Be our dinner guests. When I was critically ill and confined to my home, it was the highlight of our day when friends not only brought dinner, but also joined us for dinner and conversation. (The dinner-guest schedule was arranged by a caring friends and by my parish nurse.)
A friend typed my favorite Bible verses in large print on her computer. I posted one verse in each room of my home, so that when I walked into a room I had something positive to read and think about. Ask the person for their favorite verses or use my favorites; Proverbs 3:5; Psalm 91:4; Psalm 115:1; Isiah 49:15,16; Jeremiah 29:11-14.
Frequent visits are treasured, but it is best to call me before you visit to arrange the best time.

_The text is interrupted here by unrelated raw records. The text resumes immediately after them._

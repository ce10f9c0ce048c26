//! `recipe completion` -- generate shell completions.

use anyhow::Result;
use clap::CommandFactory;
use clap_complete::generate;

use crate::cli::{Cli, CompletionArgs};
use crate::context::RuntimeContext;

/// Execute the `recipe completion` command.
pub fn run(_ctx: &RuntimeContext, args: &CompletionArgs) -> Result<()> {
    let mut cmd = Cli::command();
    generate(args.shell, &mut cmd, "recipe", &mut std::io::stdout());
    Ok(())
}
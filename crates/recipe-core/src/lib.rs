//! Core types for the recipe query builder.
//!
//! Holds the vocabulary shared by every other crate: generic column data
//! types, SQL dialects, table schemas, and the rows a recipe returns.

pub mod enums;
pub mod row;
pub mod schema;
pub mod value;

pub use enums::{DataType, Dialect, ParseEnumError};
pub use row::{Dataset, RecipeRow};
pub use schema::{Column, TableSchema, datatype_from_declared, is_valid_column};
pub use value::Value;
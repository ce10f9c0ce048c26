//! Parsed field expressions. Every node remembers where it started in the
//! source so validation errors can point at it.

#[derive(Debug, Clone, PartialEq)]
pub struct Expr {
    pub kind: ExprKind,
    pub pos: usize,
}

impl Expr {
    pub fn new(kind: ExprKind, pos: usize) -> Self {
        Self { kind, pos }
    }
}

#[derive(Debug, Clone, PartialEq)]
pub enum LiteralValue {
    Null,
    Bool(bool),
    Int(i64),
    Float(f64),
    Str(String),
}

#[derive(Debug, Clone, Copy, PartialEq, Eq)]
pub enum ArithOp {
    Add,
    Sub,
    Mul,
    Div,
}

#[derive(Debug, Clone, Copy, PartialEq, Eq)]
pub enum CompareOp {
    Eq,
    Ne,
    Lt,
    Lte,
    Gt,
    Gte,
}

#[derive(Debug, Clone, PartialEq)]
pub enum ExprKind {
    /// A column, either `[name]` or a bare identifier.
    Column(String),
    Literal(LiteralValue),
    /// `*`, only meaningful as `count(*)`.
    Star,
    Neg(Box<Expr>),
    Not(Box<Expr>),
    Arith {
        op: ArithOp,
        left: Box<Expr>,
        right: Box<Expr>,
    },
    Compare {
        op: CompareOp,
        left: Box<Expr>,
        right: Box<Expr>,
    },
    And(Box<Expr>, Box<Expr>),
    Or(Box<Expr>, Box<Expr>),
    In {
        expr: Box<Expr>,
        list: Vec<Expr>,
        negated: bool,
    },
    Between {
        expr: Box<Expr>,
        low: Box<Expr>,
        high: Box<Expr>,
    },
    Like {
        expr: Box<Expr>,
        pattern: Box<Expr>,
        case_insensitive: bool,
        negated: bool,
    },
    IsNull {
        expr: Box<Expr>,
        negated: bool,
    },
    /// `[date] IS last year`
    IsRange {
        expr: Box<Expr>,
        offset: String,
        units: String,
        offset_pos: usize,
    },
    Call {
        name: String,
        args: Vec<Expr>,
    },
    /// `{{ expr }}`, evaluated over the whole table.
    Total(Box<Expr>),
}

Encourage your spouse to come over to visit my husband. How happy I am when I hear my husband laughing with a friend as they eat popcorn and “coach” a college or pro football game.
Watch a television program or a video with me. This gives me the satisfaction of enjoying your company without the responsibility of entertaining you.
If you have been with me during a difficult time, please, before parting, make a date to get together again. It offers me another planned time when I know someone will listen and care. It helps relieve the threat of desperation.
Hug me often. I need the physical touch as well as the affirmation!
I need to laugh. There is such healing in laughter. So tell me a joke or tell me about something funny that happened to you, or bring me a funny cartoon from the newspaper.
Send me one note a week or
call me once a week for a couple of months. It’s the friends who keep visiting, calling and sending notes who give me hope for the future and courage to work toward it.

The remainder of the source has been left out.